START Given information

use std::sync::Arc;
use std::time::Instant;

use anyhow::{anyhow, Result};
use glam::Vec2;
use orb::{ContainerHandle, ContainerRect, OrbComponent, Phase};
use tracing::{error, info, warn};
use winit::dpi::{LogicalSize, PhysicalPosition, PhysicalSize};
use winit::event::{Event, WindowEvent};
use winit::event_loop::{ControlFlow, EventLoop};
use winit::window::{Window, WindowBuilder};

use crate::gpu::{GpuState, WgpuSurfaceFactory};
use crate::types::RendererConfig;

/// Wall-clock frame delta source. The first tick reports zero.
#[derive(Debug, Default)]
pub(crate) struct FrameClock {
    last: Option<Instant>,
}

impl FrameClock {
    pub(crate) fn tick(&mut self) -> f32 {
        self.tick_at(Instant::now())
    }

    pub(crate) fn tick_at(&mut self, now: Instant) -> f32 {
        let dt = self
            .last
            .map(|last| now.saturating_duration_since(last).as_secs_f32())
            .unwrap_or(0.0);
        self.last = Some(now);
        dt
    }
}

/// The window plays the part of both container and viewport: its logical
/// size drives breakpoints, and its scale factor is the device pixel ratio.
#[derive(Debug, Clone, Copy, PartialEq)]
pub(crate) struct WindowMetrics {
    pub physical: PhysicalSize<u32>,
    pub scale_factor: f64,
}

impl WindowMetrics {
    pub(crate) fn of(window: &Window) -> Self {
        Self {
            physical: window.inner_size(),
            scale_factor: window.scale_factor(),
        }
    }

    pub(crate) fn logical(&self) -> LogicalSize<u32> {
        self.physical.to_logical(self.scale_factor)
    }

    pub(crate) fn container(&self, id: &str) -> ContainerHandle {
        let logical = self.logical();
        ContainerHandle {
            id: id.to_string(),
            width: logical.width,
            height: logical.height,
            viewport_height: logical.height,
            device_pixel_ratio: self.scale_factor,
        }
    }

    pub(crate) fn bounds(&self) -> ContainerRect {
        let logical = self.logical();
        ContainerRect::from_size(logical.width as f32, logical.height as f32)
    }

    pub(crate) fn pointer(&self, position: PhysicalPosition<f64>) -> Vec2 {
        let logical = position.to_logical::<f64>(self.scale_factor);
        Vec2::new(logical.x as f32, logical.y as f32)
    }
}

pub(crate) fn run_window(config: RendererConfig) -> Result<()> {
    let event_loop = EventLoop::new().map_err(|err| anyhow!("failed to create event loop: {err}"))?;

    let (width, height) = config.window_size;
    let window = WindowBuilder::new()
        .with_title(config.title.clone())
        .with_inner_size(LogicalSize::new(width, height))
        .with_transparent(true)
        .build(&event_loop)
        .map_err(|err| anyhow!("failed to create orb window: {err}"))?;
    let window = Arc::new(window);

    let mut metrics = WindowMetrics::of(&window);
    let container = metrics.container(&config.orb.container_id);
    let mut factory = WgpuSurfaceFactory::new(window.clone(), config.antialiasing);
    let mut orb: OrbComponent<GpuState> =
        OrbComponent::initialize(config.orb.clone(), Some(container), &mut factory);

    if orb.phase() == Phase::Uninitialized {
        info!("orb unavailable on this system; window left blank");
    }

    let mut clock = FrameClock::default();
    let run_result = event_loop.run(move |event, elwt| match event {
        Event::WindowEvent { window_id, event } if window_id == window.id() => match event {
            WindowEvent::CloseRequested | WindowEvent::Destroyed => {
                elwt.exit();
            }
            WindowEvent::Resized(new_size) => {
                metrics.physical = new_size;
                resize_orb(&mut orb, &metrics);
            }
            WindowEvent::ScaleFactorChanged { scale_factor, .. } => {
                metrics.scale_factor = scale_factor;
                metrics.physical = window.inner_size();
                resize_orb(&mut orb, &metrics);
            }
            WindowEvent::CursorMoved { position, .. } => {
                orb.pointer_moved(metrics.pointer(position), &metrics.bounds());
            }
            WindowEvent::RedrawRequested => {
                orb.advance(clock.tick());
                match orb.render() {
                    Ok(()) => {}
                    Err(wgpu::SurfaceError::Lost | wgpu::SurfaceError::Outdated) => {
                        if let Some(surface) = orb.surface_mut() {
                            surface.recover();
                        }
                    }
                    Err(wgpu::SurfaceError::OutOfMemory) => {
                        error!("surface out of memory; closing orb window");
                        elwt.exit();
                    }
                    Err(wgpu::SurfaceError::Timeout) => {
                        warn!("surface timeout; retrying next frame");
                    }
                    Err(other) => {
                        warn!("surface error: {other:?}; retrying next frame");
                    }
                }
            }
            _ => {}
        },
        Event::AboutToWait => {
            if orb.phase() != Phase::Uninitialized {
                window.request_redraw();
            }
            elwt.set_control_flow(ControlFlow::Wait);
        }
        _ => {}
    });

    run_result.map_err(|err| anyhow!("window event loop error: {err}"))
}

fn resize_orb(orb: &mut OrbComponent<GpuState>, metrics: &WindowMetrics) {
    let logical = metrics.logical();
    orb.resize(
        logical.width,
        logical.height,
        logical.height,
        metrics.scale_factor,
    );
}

END Given information

All the material, top to bottom: write it out again precisely.

Solution:
use std::sync::Arc;
use std::time::Instant;

use anyhow::{anyhow, Result};
use glam::Vec2;
use orb::{ContainerHandle, ContainerRect, OrbComponent, Phase};
use tracing::{error, info, warn};
use winit::dpi::{LogicalSize, PhysicalPosition, PhysicalSize};
use winit::event::{Event, WindowEvent};
use winit::event_loop::{ControlFlow, EventLoop};
use winit::window::{Window, WindowBuilder};

use crate::gpu::{GpuState, WgpuSurfaceFactory};
use crate::types::RendererConfig;

/// Wall-clock frame delta source. The first tick reports zero.
#[derive(Debug, Default)]
pub(crate) struct FrameClock {
    last: Option<Instant>,
}

impl FrameClock {
    pub(crate) fn tick(&mut self) -> f32 {
        self.tick_at(Instant::now())
    }

    pub(crate) fn tick_at(&mut self, now: Instant) -> f32 {
        let dt = self
            .last
            .map(|last| now.saturating_duration_since(last).as_secs_f32())
            .unwrap_or(0.0);
        self.last = Some(now);
        dt
    }
}

/// The window plays the part of both container and viewport: its logical
/// size drives breakpoints, and its scale factor is the device pixel ratio.
#[derive(Debug, Clone, Copy, PartialEq)]
pub(crate) struct WindowMetrics {
    pub physical: PhysicalSize<u32>,
    pub scale_factor: f64,
}

impl WindowMetrics {
    pub(crate) fn of(window: &Window) -> Self {
        Self {
            physical: window.inner_size(),
            scale_factor: window.scale_factor(),
        }
    }

    pub(crate) fn logical(&self) -> LogicalSize<u32> {
        self.physical.to_logical(self.scale_factor)
    }

    pub(crate) fn container(&self, id: &str) -> ContainerHandle {
        let logical = self.logical();
        ContainerHandle {
            id: id.to_string(),
            width: logical.width,
            height: logical.height,
            viewport_height: logical.height,
            device_pixel_ratio: self.scale_factor,
        }
    }

    pub(crate) fn bounds(&self) -> ContainerRect {
        let logical = self.logical();
        ContainerRect::from_size(logical.width as f32, logical.height as f32)
    }

    pub(crate) fn pointer(&self, position: PhysicalPosition<f64>) -> Vec2 {
        let logical = position.to_logical::<f64>(self.scale_factor);
        Vec2::new(logical.x as f32, logical.y as f32)
    }
}

pub(crate) fn run_window(config: RendererConfig) -> Result<()> {
    let event_loop = EventLoop::new().map_err(|err| anyhow!("failed to create event loop: {err}"))?;

    let (width, height) = config.window_size;
    let window = WindowBuilder::new()
        .with_title(config.title.clone())
        .with_inner_size(LogicalSize::new(width, height))
        .with_transparent(true)
        .build(&event_loop)
        .map_err(|err| anyhow!("failed to create orb window: {err}"))?;
    let window = Arc::new(window);

    let mut metrics = WindowMetrics::of(&window);
    let container = metrics.container(&config.orb.container_id);
    let mut factory = WgpuSurfaceFactory::new(window.clone(), config.antialiasing);
    let mut orb: OrbComponent<GpuState> =
        OrbComponent::initialize(config.orb.clone(), Some(container), &mut factory);

    if orb.phase() == Phase::Uninitialized {
        info!("orb unavailable on this system; window left blank");
    }

    let mut clock = FrameClock::default();
    let run_result = event_loop.run(move |event, elwt| match event {
        Event::WindowEvent { window_id, event } if window_id == window.id() => match event {
            WindowEvent::CloseRequested | WindowEvent::Destroyed => {
                elwt.exit();
            }
            WindowEvent::Resized(new_size) => {
                metrics.physical = new_size;
                resize_orb(&mut orb, &metrics);
            }
            WindowEvent::ScaleFactorChanged { scale_factor, .. } => {
                metrics.scale_factor = scale_factor;
                metrics.physical = window.inner_size();
                resize_orb(&mut orb, &metrics);
            }
            WindowEvent::CursorMoved { position, .. } => {
                orb.pointer_moved(metrics.pointer(position), &metrics.bounds());
            }
            WindowEvent::RedrawRequested => {
                orb.advance(clock.tick());
                match orb.render() {
                    Ok(()) => {}
                    Err(wgpu::SurfaceError::Lost | wgpu::SurfaceError::Outdated) => {
                        if let Some(surface) = orb.surface_mut() {
                            surface.recover();
                        }
                    }
                    Err(wgpu::SurfaceError::OutOfMemory) => {
                        error!("surface out of memory; closing orb window");
                        elwt.exit();
                    }
                    Err(wgpu::SurfaceError::Timeout) => {
                        warn!("surface timeout; retrying next frame");
                    }
                    Err(other) => {
                        warn!("surface error: {other:?}; retrying next frame");
                    }
                }
            }
            _ => {}
        },
        Event::AboutToWait => {
            if orb.phase() != Phase::Uninitialized {
                window.request_redraw();
            }
            elwt.set_control_flow(ControlFlow::Wait);
        }
        _ => {}
    });

    run_result.map_err(|err| anyhow!("window event loop error: {err}"))
}

fn resize_orb(orb: &mut OrbComponent<GpuState>, metrics: &WindowMetrics) {
    let logical = metrics.logical();
    orb.resize(
        logical.width,
        logical.height,
        logical.height,
        metrics.scale_factor,
    );
}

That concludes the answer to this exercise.